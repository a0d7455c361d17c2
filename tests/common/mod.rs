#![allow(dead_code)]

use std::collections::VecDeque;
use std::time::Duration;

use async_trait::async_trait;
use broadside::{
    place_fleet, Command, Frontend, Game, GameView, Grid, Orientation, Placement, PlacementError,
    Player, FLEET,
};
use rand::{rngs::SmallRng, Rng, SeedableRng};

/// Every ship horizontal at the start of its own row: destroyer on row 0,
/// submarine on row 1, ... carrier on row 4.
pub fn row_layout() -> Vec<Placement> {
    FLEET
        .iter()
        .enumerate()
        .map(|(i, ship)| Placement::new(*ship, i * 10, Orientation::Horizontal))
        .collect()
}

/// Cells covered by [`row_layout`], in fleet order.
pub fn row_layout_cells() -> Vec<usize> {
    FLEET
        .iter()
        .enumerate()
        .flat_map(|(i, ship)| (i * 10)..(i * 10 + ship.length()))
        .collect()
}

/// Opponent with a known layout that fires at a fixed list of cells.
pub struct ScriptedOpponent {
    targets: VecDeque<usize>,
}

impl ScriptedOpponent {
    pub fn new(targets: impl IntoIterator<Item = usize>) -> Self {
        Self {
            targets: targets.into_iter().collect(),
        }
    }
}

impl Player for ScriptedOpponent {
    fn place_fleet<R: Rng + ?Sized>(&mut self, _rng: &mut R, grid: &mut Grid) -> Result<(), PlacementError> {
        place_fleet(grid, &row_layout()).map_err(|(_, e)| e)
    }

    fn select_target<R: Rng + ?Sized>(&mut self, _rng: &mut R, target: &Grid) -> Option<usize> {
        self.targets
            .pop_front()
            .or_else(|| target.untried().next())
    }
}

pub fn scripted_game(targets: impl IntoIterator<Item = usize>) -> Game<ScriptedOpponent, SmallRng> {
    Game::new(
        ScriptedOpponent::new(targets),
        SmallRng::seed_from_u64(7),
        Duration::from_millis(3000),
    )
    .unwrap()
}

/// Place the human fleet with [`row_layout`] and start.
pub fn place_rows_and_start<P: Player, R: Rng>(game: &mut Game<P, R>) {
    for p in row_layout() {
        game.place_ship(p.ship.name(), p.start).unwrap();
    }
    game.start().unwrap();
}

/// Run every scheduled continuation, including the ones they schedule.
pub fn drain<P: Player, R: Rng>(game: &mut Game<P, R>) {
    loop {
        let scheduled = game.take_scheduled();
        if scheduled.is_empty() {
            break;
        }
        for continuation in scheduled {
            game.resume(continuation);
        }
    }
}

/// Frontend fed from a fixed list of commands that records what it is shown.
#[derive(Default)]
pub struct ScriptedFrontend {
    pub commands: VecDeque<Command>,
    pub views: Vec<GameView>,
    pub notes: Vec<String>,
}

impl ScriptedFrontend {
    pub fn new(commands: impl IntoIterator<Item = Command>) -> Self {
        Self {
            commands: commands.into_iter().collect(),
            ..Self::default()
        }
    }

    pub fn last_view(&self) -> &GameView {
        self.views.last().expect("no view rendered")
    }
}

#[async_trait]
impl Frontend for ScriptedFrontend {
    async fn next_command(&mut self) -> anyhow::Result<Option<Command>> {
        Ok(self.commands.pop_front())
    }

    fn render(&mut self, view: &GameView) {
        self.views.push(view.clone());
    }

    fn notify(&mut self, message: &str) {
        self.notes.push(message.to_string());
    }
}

WHAT THE TASK ASKS - Extract from the records above the lines from the one containing "fn place_fleet<R: Rng" to the one containing "let scheduled = game.take_scheduled();", both lines included, exactly as they appear and with nothing else.

RESULT OF THE EXERCISE -
    fn place_fleet<R: Rng + ?Sized>(&mut self, _rng: &mut R, grid: &mut Grid) -> Result<(), PlacementError> {
        place_fleet(grid, &row_layout()).map_err(|(_, e)| e)
    }

    fn select_target<R: Rng + ?Sized>(&mut self, _rng: &mut R, target: &Grid) -> Option<usize> {
        self.targets
            .pop_front()
            .or_else(|| target.untried().next())
    }
}

pub fn scripted_game(targets: impl IntoIterator<Item = usize>) -> Game<ScriptedOpponent, SmallRng> {
    Game::new(
        ScriptedOpponent::new(targets),
        SmallRng::seed_from_u64(7),
        Duration::from_millis(3000),
    )
    .unwrap()
}

/// Place the human fleet with [`row_layout`] and start.
pub fn place_rows_and_start<P: Player, R: Rng>(game: &mut Game<P, R>) {
    for p in row_layout() {
        game.place_ship(p.ship.name(), p.start).unwrap();
    }
    game.start().unwrap();
}

/// Run every scheduled continuation, including the ones they schedule.
pub fn drain<P: Player, R: Rng>(game: &mut Game<P, R>) {
    loop {
        let scheduled = game.take_scheduled();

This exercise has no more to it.